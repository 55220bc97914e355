//! Finished per-session records
//!
//! A [`SessionRecord`] is produced once per session by the reducer and is only
//! extended afterwards by the ancillary trigger and saccade summaries. Values
//! that cannot be computed are `None` and serialize as `null` (JSON) or `.`
//! (tables).

use crate::density::DiscModes;
use crate::region::{Region, Side};
use crate::session::fixations::FixationSample;
use crate::session::gaze::GazeEvent;
use crate::session::patterns::{ExtendedPattern, ImmediatePattern};
use crate::timeline::CutoffTable;
use eyescalar_common::SessionParams;
use serde::Serialize;

/// Event count with its mean rate over the session
#[derive(Debug, Clone, Copy, Default, PartialEq, Serialize)]
pub struct Rate {
    pub count: usize,

    /// Events per minute (per second for triggers and saccades); `None` for a
    /// session without duration
    pub rate: Option<f64>,
}

/// Count, rate and mean duration of fixations or gaze events in one region
#[derive(Debug, Clone, Copy, Default, PartialEq, Serialize)]
pub struct Tally {
    pub count: usize,

    /// Per minute
    pub rate: Option<f64>,

    /// Milliseconds, 0.0 when there is nothing to average
    pub mean_duration: f64,
}

/// Tallies per region plus the functioning/nonfunctioning projection
#[derive(Debug, Clone, Copy, Default, PartialEq, Serialize)]
pub struct RegionTallies {
    pub all: Tally,
    pub image: Tally,
    pub left: Tally,
    pub right: Tally,
    pub background: Tally,
    pub functioning: Tally,
    pub nonfunctioning: Tally,
}

/// Disc-side rates plus the functioning/nonfunctioning projection
#[derive(Debug, Clone, Copy, Default, PartialEq, Serialize)]
pub struct SideRates {
    pub left: Rate,
    pub right: Rate,
    pub functioning: Rate,
    pub nonfunctioning: Rate,
}

/// Extended pattern rates by class
#[derive(Debug, Clone, Copy, Default, PartialEq, Serialize)]
pub struct ExtendedRates {
    pub left: Rate,
    pub right: Rate,
    pub both: Rate,
    pub total: Rate,
    pub functioning: Rate,
    pub nonfunctioning: Rate,
}

/// Full gaze pattern counts (image → disc → image gaze events)
#[derive(Debug, Clone, Copy, Default, PartialEq, Eq, Serialize)]
pub struct FullPatternSummary {
    pub left: usize,
    pub right: usize,
    pub functioning: usize,
    pub nonfunctioning: usize,
}

/// Density-based estimates of disc fixations
#[derive(Debug, Clone, PartialEq, Serialize)]
pub struct EstimatedSummary {
    /// `None` when no fixation was attributed to the functioning disc
    pub failure_rate: Option<f64>,
    pub true_positives: usize,
    pub true_negatives: usize,
    pub modes: DiscModes,
    pub left: Rate,
    pub right: Rate,
    pub background: Rate,
    pub functioning: Rate,
    pub nonfunctioning: Rate,
    pub extended: ExtendedRates,
}

/// Counts of one region sequence inside an epoch
#[derive(Debug, Clone, Copy, Default, PartialEq, Eq, Serialize)]
pub struct EpochRegionCounts {
    pub all: usize,
    pub image: usize,
    pub left: usize,
    pub right: usize,
    pub background: usize,
    pub functioning: usize,
    pub nonfunctioning: usize,
}

/// Extended pattern counts inside an epoch
#[derive(Debug, Clone, Copy, Default, PartialEq, Eq, Serialize)]
pub struct EpochExtendedCounts {
    pub left: usize,
    pub right: usize,
    pub both: usize,
    pub total: usize,
    pub functioning: usize,
    pub nonfunctioning: usize,
}

/// Summary of one sealed epoch
#[derive(Debug, Clone, Copy, Default, PartialEq, Eq, Serialize)]
pub struct EpochCounts {
    pub fixations: EpochRegionCounts,
    pub extended: EpochExtendedCounts,
    pub gaze_events: EpochRegionCounts,
}

/// Time series kept for later analysis (JSON export only)
#[derive(Debug, Clone, Default, PartialEq, Serialize)]
pub struct SessionSeries {
    pub fixations: Vec<FixationSample>,
    pub gaze_events: Vec<GazeEvent>,
    pub immediate_patterns: Vec<ImmediatePattern>,
    pub extended_patterns: Vec<ExtendedPattern>,
    pub estimated_trajectory: Option<Vec<Region>>,
    pub estimated_extended_patterns: Option<Vec<ExtendedPattern>>,
}

/// Image triggers found in the message report
#[derive(Debug, Clone, Default, PartialEq, Serialize)]
pub struct TriggerSummary {
    /// Rate per second
    pub triggers: Rate,
    pub times: Vec<i64>,
    pub raw_times: Vec<i64>,
    pub intervals: Vec<i64>,
}

/// One saccade of the saccade report
#[derive(Debug, Clone, Copy, PartialEq, Serialize)]
pub struct SaccadeSample {
    pub time: i64,
    pub duration: i64,
    pub amplitude: f64,
    pub angle: f64,
    pub velocity_avg: f64,
    pub velocity_peak: f64,
    pub blink: bool,
}

/// Saccade tallies of the saccade report
#[derive(Debug, Clone, Default, PartialEq, Serialize)]
pub struct SaccadeSummary {
    /// Rate per second
    pub saccades: Rate,
    pub blinks: usize,

    /// Blinks per saccade, 0.0 without saccades
    pub blink_ratio: f64,
    pub samples: Vec<SaccadeSample>,
}

/// Reduced statistics of one session
#[derive(Debug, Clone, PartialEq, Serialize)]
pub struct SessionRecord {
    pub session_id: String,
    pub params: SessionParams,
    pub functioning_side: Side,
    pub dt_cutoff_ms: i64,

    /// Disc fixated first, `None` if no disc was fixated
    pub first_side: Option<Side>,

    /// Corrected time between first and last fixation start (ms)
    pub total_time: i64,

    pub fixations: RegionTallies,
    pub gaze_events: RegionTallies,
    pub immediate_patterns: SideRates,
    pub extended_patterns: ExtendedRates,
    pub full_patterns: FullPatternSummary,

    /// `None` unless the density classifier ran successfully
    pub estimated: Option<EstimatedSummary>,

    /// Number of complete epochs observed
    pub sealed_epochs: usize,

    /// Fixed number of epoch summaries, `None` past the observed epochs
    pub epochs: Vec<Option<EpochCounts>>,

    pub series: SessionSeries,
    pub cutoff: CutoffTable,

    pub triggers: Option<TriggerSummary>,
    pub saccades: Option<SaccadeSummary>,
}
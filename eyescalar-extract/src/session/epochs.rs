//! Epoch partitioning of the corrected session timeline

use crate::region::Region;
use crate::session::patterns::ExtendedClass;
use serde::Serialize;

/// Activity of one epoch
#[derive(Debug, Clone, Default, PartialEq, Eq, Serialize)]
pub struct EpochSlice {
    /// Regions of the fixations starting in this epoch
    pub fixations: Vec<Region>,

    /// Extended patterns closed in this epoch
    pub extended: Vec<ExtendedClass>,

    /// Regions of the gaze events opened in this epoch
    pub gaze_events: Vec<Region>,
}

/// Splits the session into fixed-length epochs of corrected time
///
/// The slice in progress is sealed whenever a fixation falls into a different
/// epoch index than the current one. The final slice is never sealed, so only
/// complete epochs are reported.
#[derive(Debug, Clone)]
pub struct EpochPartitioner {
    epoch_ms: i64,
    current_index: i64,
    current: EpochSlice,
    sealed: Vec<EpochSlice>,
}

impl EpochPartitioner {
    pub fn new(epoch_ms: i64) -> Self {
        Self {
            epoch_ms,
            current_index: 0,
            current: EpochSlice::default(),
            sealed: Vec::new(),
        }
    }

    /// Move to the epoch of `time`, sealing the current slice on a change
    pub fn advance(&mut self, time: i64) {
        let index = time.div_euclid(self.epoch_ms);
        if index != self.current_index {
            self.sealed.push(std::mem::take(&mut self.current));
            self.current_index = index;
        }
    }

    pub fn record_fixation(&mut self, region: Region) {
        self.current.fixations.push(region);
    }

    pub fn record_extended(&mut self, class: ExtendedClass) {
        self.current.extended.push(class);
    }

    pub fn record_gaze_event(&mut self, region: Region) {
        self.current.gaze_events.push(region);
    }

    pub fn sealed(&self) -> &[EpochSlice] {
        &self.sealed
    }

    /// Sealed epochs; the slice in progress is dropped
    pub fn finish(self) -> Vec<EpochSlice> {
        self.sealed
    }
}
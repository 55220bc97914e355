//! Gaze event merging and full gaze pattern detection
//!
//! A gaze event is a maximal run of consecutive fixations in the same region.
//! Its duration spans from the start of the first fixation to the end of the
//! last fixation of the run.

use crate::region::{Region, RegionMap};
use crate::session::fixations::TimeSeries;
use serde::Serialize;

/// One merged gaze event (corrected times, milliseconds)
#[derive(Debug, Clone, Copy, PartialEq, Eq, Serialize)]
pub struct GazeEvent {
    pub region: Region,
    pub start_time: i64,
    pub duration: i64,
}

#[derive(Debug, Clone, Copy)]
struct OpenEvent {
    region: Region,
    start_time: i64,
}

/// Merges the fixation stream into gaze events
#[derive(Debug, Clone, Default)]
pub struct GazeEventMerger {
    events: Vec<GazeEvent>,
    open: Option<OpenEvent>,

    /// Corrected end of the most recent fixation
    last_end: i64,
}

impl GazeEventMerger {
    /// Feed the next fixation
    ///
    /// # Returns
    /// The region of the newly opened event, or `None` if the fixation
    /// extended the open event
    pub fn push(&mut self, time: i64, duration: i64, region: Region) -> Option<Region> {
        let opened = match self.open {
            Some(open) if open.region == region => None,
            _ => {
                self.seal();
                self.open = Some(OpenEvent {
                    region,
                    start_time: time,
                });
                Some(region)
            }
        };
        self.last_end = time + duration;
        opened
    }

    fn seal(&mut self) {
        if let Some(open) = self.open.take() {
            self.events.push(GazeEvent {
                region: open.region,
                start_time: open.start_time,
                duration: self.last_end - open.start_time,
            });
        }
    }

    /// Seal the open event at the end of the last fixation
    pub fn finish(mut self) -> Vec<GazeEvent> {
        self.seal();
        self.events
    }
}

/// Start times and durations of gaze events, overall and per region
pub fn event_series(events: &[GazeEvent]) -> (TimeSeries, RegionMap<TimeSeries>) {
    let mut all = TimeSeries::default();
    let mut by_region: RegionMap<TimeSeries> = RegionMap::default();
    for event in events {
        all.push(event.start_time, event.duration);
        by_region
            .get_mut(event.region)
            .push(event.start_time, event.duration);
    }
    (all, by_region)
}

/// Full gaze pattern counts: image → disc → image at event granularity
#[derive(Debug, Clone, Copy, Default, PartialEq, Eq, Serialize)]
pub struct FullPatternCounts {
    pub left: usize,
    pub right: usize,
}

/// Count image → left/right → image triples with a sliding window
///
/// Every window position counts, overlapping windows included.
pub fn count_full_patterns(events: &[GazeEvent]) -> FullPatternCounts {
    let mut counts = FullPatternCounts::default();
    for window in events.windows(3) {
        if window[0].region != Region::Image || window[2].region != Region::Image {
            continue;
        }
        match window[1].region {
            Region::Left => counts.left += 1,
            Region::Right => counts.right += 1,
            Region::Image | Region::Background => {}
        }
    }
    counts
}

#[cfg(test)]
mod tests {
    use super::*;

    fn merge(fixations: &[(i64, i64, Region)]) -> Vec<GazeEvent> {
        let mut merger = GazeEventMerger::default();
        for &(time, duration, region) in fixations {
            merger.push(time, duration, region);
        }
        merger.finish()
    }

    #[test]
    fn test_runs_merge_into_single_event() {
        let events = merge(&[
            (0, 100, Region::Image),
            (120, 80, Region::Image),
            (220, 50, Region::Right),
            (300, 100, Region::Image),
        ]);
        assert_eq!(
            events,
            vec![
                GazeEvent { region: Region::Image, start_time: 0, duration: 200 },
                GazeEvent { region: Region::Right, start_time: 220, duration: 50 },
                GazeEvent { region: Region::Image, start_time: 300, duration: 100 },
            ]
        );
    }

    #[test]
    fn test_push_reports_opened_events() {
        let mut merger = GazeEventMerger::default();
        assert_eq!(merger.push(0, 10, Region::Left), Some(Region::Left));
        assert_eq!(merger.push(20, 10, Region::Left), None);
        assert_eq!(merger.push(40, 10, Region::Background), Some(Region::Background));
    }

    #[test]
    fn test_empty_stream_has_no_events() {
        assert!(GazeEventMerger::default().finish().is_empty());
    }

    #[test]
    fn test_event_count_never_exceeds_fixation_count() {
        let fixations = [
            (0, 10, Region::Left),
            (20, 10, Region::Left),
            (40, 10, Region::Image),
            (60, 10, Region::Left),
            (80, 10, Region::Background),
            (100, 10, Region::Background),
        ];
        let events = merge(&fixations);
        let (all, by_region) = event_series(&events);
        assert_eq!(all.len(), 4);
        for region in [Region::Left, Region::Right, Region::Image, Region::Background] {
            let fixation_count = fixations.iter().filter(|f| f.2 == region).count();
            assert!(by_region.get(region).len() <= fixation_count);
        }
    }

    #[test]
    fn test_full_patterns_overlapping_windows() {
        let events = merge(&[
            (0, 100, Region::Image),
            (150, 50, Region::Right),
            (250, 100, Region::Image),
            (400, 50, Region::Left),
            (500, 100, Region::Image),
            (650, 50, Region::Background),
            (750, 100, Region::Image),
        ]);
        let counts = count_full_patterns(&events);
        assert_eq!(counts, FullPatternCounts { left: 1, right: 1 });
    }

    #[test]
    fn test_full_patterns_need_three_events() {
        let events = merge(&[(0, 100, Region::Image), (150, 50, Region::Right)]);
        assert_eq!(count_full_patterns(&events), FullPatternCounts::default());
    }
}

» Your objective
In the records above, the line with "pub struct EpochSlice" marks the start and the line with "opened in this epoch" marks the end; copy that stretch exactly, both lines included, and nothing else.

» Expected answer
pub struct EpochSlice {
    /// Regions of the fixations starting in this epoch
    pub fixations: Vec<Region>,

    /// Extended patterns closed in this epoch
    pub extended: Vec<ExtendedClass>,

    /// Regions of the gaze events opened in this epoch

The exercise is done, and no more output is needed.